Deze zomer is het vijftig jaar geleden dat de Nederlandse Spoorwegen de Tienertoer introduceerde. Dat door pubers destijds hét ticket naar de vrijheid werd gezien. Lekker vier dagen door Nederland treinen zonder je ouders.
In 1984 ging ik, 14 jaar, samen met een vriendin op Tienertoer. Voor het eerst alleen met de trein. We wilden het liefst zo ver mogelijk want dan voelde het immers als vakantie. Dagen hingen we boven de Bosatlas waar we de kaart van Nederland bestudeerden. Vanuit Amsterdam zochten we vooral naar plekken die ver waren. Het goedbedoelde advies van onze moeders: ga niet te ver, want anders zit je alleen maar de hele dag in de trein – we mochten wel op avontuur, maar moesten gewoon ‘s avonds weer naar huis komen, sloegen we in de wind. We keken vooral het bereik van de NS langs landsgrenzen. Want als we naar Enschede zouden gaan konden we ook best zeggen dat we in Duitsland waren geweest, toch? En lag Breda niet tegen België aan? En zo stippelden we onze vakantie in het ‘buitenland’ uit.
Tienertoer 50 jaar
Op 24 mei 1969 introduceerde NS voor het eerst de Tienertoerkaart. In dat jaar konden kinderen en jongeren van 8 tot 20 jaar voor twintig gulden acht dagen (later werden dat er vier) onbeperkt door Nederland reizen. Die zomer werden er meteen 85.000 kaarten verkocht. Het was wel duidelijk, dat gevoel van kriskras door Nederland met de trein zonder je ouders sprak veel pubers aan.
Vijftien jaar later stapte ik in het Tienertoer-leven. We waren wel vaker alleen met de trein gegaan, maar het feit dat dit in de zomer was en vier dagen achter elkaar, voelde toch een beetje als voor het eerst op vakantie gaan zonder je ouders. Onze eerste bestemming: Maastricht en, als we er dan toch waren, zouden we ook meteen naar het drielandenpunt gaan, zodat we op een dag in Nederland, Duitsland én België waren geweest. De heenreis duurde ruim drie uur. Pas na de lunch kwamen we in Maastricht aan. En kwamen we erachter dat Vaals, daar waar die drie landen elkaar raken, best ver was. En dat er alleen een bus die kant op ging waarin de Tienertoer niet geldig was. Bovendien konden we niet al te lang in de stad blijven want we moesten ook nog dat hele eind weer terug treinen.

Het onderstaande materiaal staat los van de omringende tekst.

// /////////////////////////////////////////////////////////////////////////////
// Optimized Adaptive Pipeline RS
// Copyright (c) 2025 Michael Gardner, A Bit of Help, Inc.
// SPDX-License-Identifier: BSD-3-Clause
// See LICENSE file in the project root.
// /////////////////////////////////////////////////////////////////////////////

//! Configuration loading: `${VAR}` substitution, the global config file,
//! per-stage typed configs, and the loader that ties them together.

pub mod env_subst;
pub mod global;
pub mod loader;
pub mod stage_configs;

pub use env_subst::{load_env_file, substitute_env};
pub use global::{GlobalConfig, LoggingConfig, PipelineSettings, ProviderConfig, RegulatoryConfig, StageToggles};
pub use loader::{ConfigLoader, LoadedConfig};
pub use stage_configs::{
    AuditConfig, ChunkingConfig, CleaningConfig, EmbeddingConfig, EnrichmentConfig, ExtractionConfig,
    NarrativeConfig, NormalizationConfig, OcrConfig, RateLimitConfig, StorageConfig,
};
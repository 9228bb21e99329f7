// /////////////////////////////////////////////////////////////////////////////
// Optimized Adaptive Pipeline RS
// Copyright (c) 2025 Michael Gardner, A Bit of Help, Inc.
// SPDX-License-Identifier: BSD-3-Clause
// See LICENSE file in the project root.
// /////////////////////////////////////////////////////////////////////////////

//! Composition root: parses and validates CLI flags, loads config,
//! resolves providers, wires every enabled stage into a [`StageEngine`],
//! and runs it once or in a `--watch` loop until a shutdown signal or
//! `Ctrl+C` arrives. Grounded in `ingest_bootstrap`'s `bootstrap_cli`/
//! `ShutdownCoordinator`/`create_signal_handler` and
//! `original_source/rag_framework`'s orchestrator entry point (config load
//! → per-file processing loop → file lifecycle move).

use ingest_bootstrap::shutdown::ShutdownCoordinator;
use ingest_bootstrap::signals::create_signal_handler;
use ingest_bootstrap::{bootstrap_cli, result_to_exit_code, ExitCode, ValidatedCli};
use ingest_domain::services::{EmbeddingProvider, Stage, VectorStore};
use ingest_pipeline::audit::AuditStage;
use ingest_pipeline::chunking::ChunkingStage;
use ingest_pipeline::config::{self, ConfigLoader, EmbeddingConfig, LoadedConfig, StorageConfig};
use ingest_pipeline::embedding::{EmbeddingStage, LocalEmbeddingProvider, OpenAiEmbeddingProvider, SimulatedEmbeddingProvider};
use ingest_pipeline::engine::{FileLifecycle, StageEngine};
use ingest_pipeline::enrichment::EnrichmentStage;
use ingest_pipeline::extraction::{ExtractionStage, OutcomeLog};
use ingest_pipeline::normalization::NormalizationStage;
use ingest_pipeline::provider_registry::ProviderRegistry;
use ingest_pipeline::vector_store::{ChromaVectorStore, MilvusVectorStore, PgVectorStore, QdrantVectorStore, StorageStage, WeaviateVectorStore};
use ingest_pipeline::{Blackboard, IngestError};
use std::path::Path;
use std::sync::Arc;
use std::time::Duration;
use tracing_subscriber::EnvFilter;

#[tokio::main]
async fn main() -> std::process::ExitCode {
    let cli = match bootstrap_cli() {
        Ok(cli) => cli,
        Err(e) => {
            eprintln!("argument error: {e}");
            return std::process::ExitCode::from(ExitCode::UsageError);
        }
    };

    init_tracing(cli.log_level);
    result_to_exit_code(run(&cli).await)
}

fn init_tracing(level: tracing::Level) {
    let filter = EnvFilter::new(level.to_string().to_lowercase());
    tracing_subscriber::fmt().with_env_filter(filter).init();
}

async fn run(cli: &ValidatedCli) -> Result<(), IngestError> {
    if let Err(e) = config::load_env_file(cli.env_file.as_deref()) {
        tracing::warn!(error = %e, "failed to load .env file, continuing without it");
    }

    let loaded = ConfigLoader::load(cli.config_dir())?;

    if cli.status {
        print_status(&loaded);
        return Ok(());
    }

    let registry = ProviderRegistry::new(&loaded.global);
    let outcome_log = OutcomeLog::new();
    let engine = build_engine(&loaded, &registry, outcome_log.clone()).await?;
    tracing::info!(stages = ?engine.stage_names(), "stage engine ready");

    let lifecycle = FileLifecycle::new(
        loaded.global.pipeline.input_dir.clone(),
        loaded.global.pipeline.processed_dir.clone(),
        loaded.global.pipeline.errors_dir.clone(),
    );

    let coordinator = ShutdownCoordinator::new(Duration::from_secs(5));
    let signals = create_signal_handler();
    let signal_token = coordinator.token();
    let signal_task = tokio::spawn(async move {
        signals.wait_for_signal(Box::new(move || signal_token.cancel())).await;
    });

    let run_token = coordinator.token();
    loop {
        let files = discover_files(&loaded.global.pipeline.input_dir);
        tracing::info!(count = files.len(), "discovered input files");

        let mut board = Blackboard::new();
        board.monitored_files = Some(files);
        let board = engine.run(board).await?;
        log_run_summary(&board);

        lifecycle.apply(&outcome_log.drain())?;

        if !cli.watch || run_token.is_cancelled() {
            break;
        }

        tokio::select! {
            _ = run_token.cancelled() => break,
            _ = tokio::time::sleep(cli.watch_interval) => {}
        }
    }

    coordinator.initiate_shutdown();
    signal_task.abort();
    Ok(())
}

fn discover_files(input_dir: &Path) -> Vec<std::path::PathBuf> {
    if !input_dir.exists() {
        tracing::warn!(dir = %input_dir.display(), "input directory does not exist");
        return Vec::new();
    }
    walkdir::WalkDir::new(input_dir)
        .into_iter()
        .filter_map(|entry| entry.ok())
        .filter(|entry| entry.file_type().is_file())
        .map(|entry| entry.into_path())
        .collect()
}

fn log_run_summary(board: &Blackboard) {
    let documents = board.extracted_documents.as_ref().map(|d| d.len()).unwrap_or(0);
    let chunks = board.chunks.as_ref().map(|c| c.len()).unwrap_or(0);
    let stored = board.storage_result.as_ref().map(|r| r.stored_count).unwrap_or(0);
    tracing::info!(documents, chunks, stored, "run complete");
}

fn print_status(loaded: &LoadedConfig) {
    println!("providers:");
    for (name, provider) in &loaded.global.providers {
        println!("  {name}: {} ({:?})", provider.endpoint, provider.access_method);
    }
    println!("stages:");
    let stages = &loaded.global.pipeline.stages;
    println!("  extraction:    {}", stages.extraction);
    println!("  chunking:      {}", stages.chunking);
    println!("  enrichment:    {}", stages.enrichment);
    println!("  audit:         {}", stages.audit);
    println!("  embedding:     {}", stages.embedding);
    println!("  normalization: {}", stages.normalization);
    println!("  storage:       {}", stages.storage);
    println!("input_dir: {}", loaded.global.pipeline.input_dir.display());
}

async fn build_engine(
    loaded: &LoadedConfig,
    registry: &ProviderRegistry<'_>,
    outcome_log: OutcomeLog,
) -> Result<StageEngine, IngestError> {
    let toggles = &loaded.global.pipeline.stages;
    let mut stages: Vec<Arc<dyn Stage>> = Vec::new();

    if toggles.extraction {
        stages.push(Arc::new(ExtractionStage::new(
            loaded.extraction.clone(),
            outcome_log,
            loaded.extraction.extracted_json_dir.clone(),
        )?));
    }

    if toggles.chunking {
        let llm_client = resolve_optional_llm(registry, &loaded.chunking.llm_provider, &loaded.chunking.llm_model, 0.0);
        let embedding_provider = if loaded.chunking.strategy == ingest_domain::value_objects::ChunkingStrategy::Semantic {
            Some(build_embedding_provider(&loaded.embedding, registry)?)
        } else {
            None
        };
        stages.push(Arc::new(ChunkingStage::new(loaded.chunking.clone(), llm_client, embedding_provider)));
    }

    if toggles.enrichment {
        let llm_client = if loaded.enrichment.use_llm_sensitivity {
            resolve_optional_llm(registry, &loaded.enrichment.llm_provider, &loaded.enrichment.llm_model, loaded.enrichment.temperature)
        } else {
            None
        };
        stages.push(Arc::new(EnrichmentStage::new(loaded.enrichment.clone(), llm_client)));
    }

    if toggles.audit {
        let llm_client = if loaded.audit.narrative.enabled {
            resolve_optional_llm(registry, &loaded.audit.narrative.provider, &loaded.audit.narrative.model, 0.3)
        } else {
            None
        };
        stages.push(Arc::new(AuditStage::new(loaded.audit.clone(), llm_client)));
    }

    if toggles.embedding {
        let provider = build_embedding_provider(&loaded.embedding, registry)?;
        stages.push(Arc::new(EmbeddingStage::new(loaded.embedding.clone(), provider, true)?));
    }

    if toggles.normalization {
        stages.push(Arc::new(NormalizationStage::new(loaded.normalization.clone())));
    }

    if toggles.storage {
        let store = build_vector_store(&loaded.storage, registry).await?;
        stages.push(Arc::new(StorageStage::new(loaded.storage.clone(), store)));
    }

    StageEngine::new(stages)
}

/// Resolves an optional LLM collaborator; an empty provider name means the
/// stage should run without one rather than treating it as a startup
/// error, since several stages only need it for one optional feature.
fn resolve_optional_llm(
    registry: &ProviderRegistry<'_>,
    provider_name: &str,
    model: &str,
    temperature: f64,
) -> Option<ingest_pipeline::llm_client::LlmClient> {
    if provider_name.is_empty() {
        return None;
    }
    match registry.llm_client(provider_name, model, temperature) {
        Ok(client) => Some(client),
        Err(e) => {
            tracing::warn!(provider = provider_name, error = %e, "failed to resolve LLM provider, continuing without it");
            None
        }
    }
}

fn build_embedding_provider(
    config: &EmbeddingConfig,
    registry: &ProviderRegistry<'_>,
) -> Result<Arc<dyn EmbeddingProvider>, IngestError> {
    match config.provider.as_str() {
        "local" => Ok(Arc::new(LocalEmbeddingProvider::new(config.model.clone(), config.dimensions))),
        "simulated" => Ok(Arc::new(SimulatedEmbeddingProvider::new(config.model.clone(), config.dimensions))),
        other => {
            let resolved = registry.resolve(other)?;
            Ok(Arc::new(OpenAiEmbeddingProvider::new(
                other,
                resolved.endpoint,
                resolved.credential,
                config.model.clone(),
                config.dimensions,
            )))
        }
    }
}

async fn build_vector_store(config: &StorageConfig, registry: &ProviderRegistry<'_>) -> Result<Arc<dyn VectorStore>, IngestError> {
    let provider_name = config.provider.as_deref().unwrap_or(config.backend.as_str());
    match config.backend.as_str() {
        "chroma" => {
            let resolved = registry.resolve(provider_name)?;
            Ok(Arc::new(ChromaVectorStore::new(resolved.endpoint)))
        }
        "qdrant" => {
            let resolved = registry.resolve(provider_name)?;
            Ok(Arc::new(QdrantVectorStore::new(resolved.endpoint, resolved.credential)))
        }
        "weaviate" => {
            let resolved = registry.resolve(provider_name)?;
            Ok(Arc::new(WeaviateVectorStore::new(resolved.endpoint, resolved.credential)))
        }
        "milvus" => {
            let resolved = registry.resolve(provider_name)?;
            Ok(Arc::new(MilvusVectorStore::new(resolved.endpoint, resolved.credential)))
        }
        "pgvector" => {
            let resolved = registry.resolve(provider_name)?;
            Ok(Arc::new(PgVectorStore::connect(&resolved.endpoint, "ingest_").await?))
        }
        other => Err(IngestError::configuration(format!("unknown storage backend '{other}'"))),
    }
}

Van de trein naar het strand
De volgende dag gingen we naar Enschede, zelfde verhaal. En de dag daarna naar Middelburg, eveneens hetzelfde verhaal. We zaten, zoals onze moeders hadden voorspeld, de hele dag in de trein. Van onze avonturen om een stap over de grens te zeggen kwam niks terecht. En om uitgebreid de steden die we aandeden te verkennen evenmin. We hadden gewoon te weinig tijd. De laatste dag gingen we Zandvoort, vanuit Amsterdam nog geen half uur, en lagen de hele dag op het strand bij te komen van ons solo-avontuur.
De trein, het leven
Was het een mislukte exercitie? Allerminst. Want we zaten in de trein met dat gevoel van: wij doen dit he-le-maal zelf, niemand maakt ons wat. Daar kon niks tegenop. Die eerste stappen in Het Leven waren we aan het maken. De verantwoordelijkheid om goed op jezelf te passen voelden we tot in onze tenen. En die drie dagen doorbrengen in de trein waren bovendien heel leerzaam.
We leerden andere Tienertoerders kennen, spraken met allerlei mensen onderweg, stapten in een verkeerde trein bij het overstappen, werden de ene dag geholpen door een conducteur toen ik mijn kaart kwijt was, en een dag later door een andere conducteur toen mijn vriendin haar kaart was vergeten, we zongen mee met voetbalsupporters, luisterden naar muziek van jongens met gitaar, kochten vieze, kleffe broodjes op het station, hingen met onze hoofden uit het raam, flirten met jongens die we langs het spoor zagen fietsen, zagen de wereld aan ons voorbij trekken terwijl we het gevoel hadden dat wij die wereld waren.
Het is bij dat ene jaar gebleven. Een jaar later vonden we het vooral iets voor kleine kinderen, iets wat je doet als je 14 bent en wij waren vooral heel erg 15. Bovendien hadden we geen zin om weer hele dagen in de trein te zitten. Luisterden we toch nog met terugwerkende kracht naar onze moeders.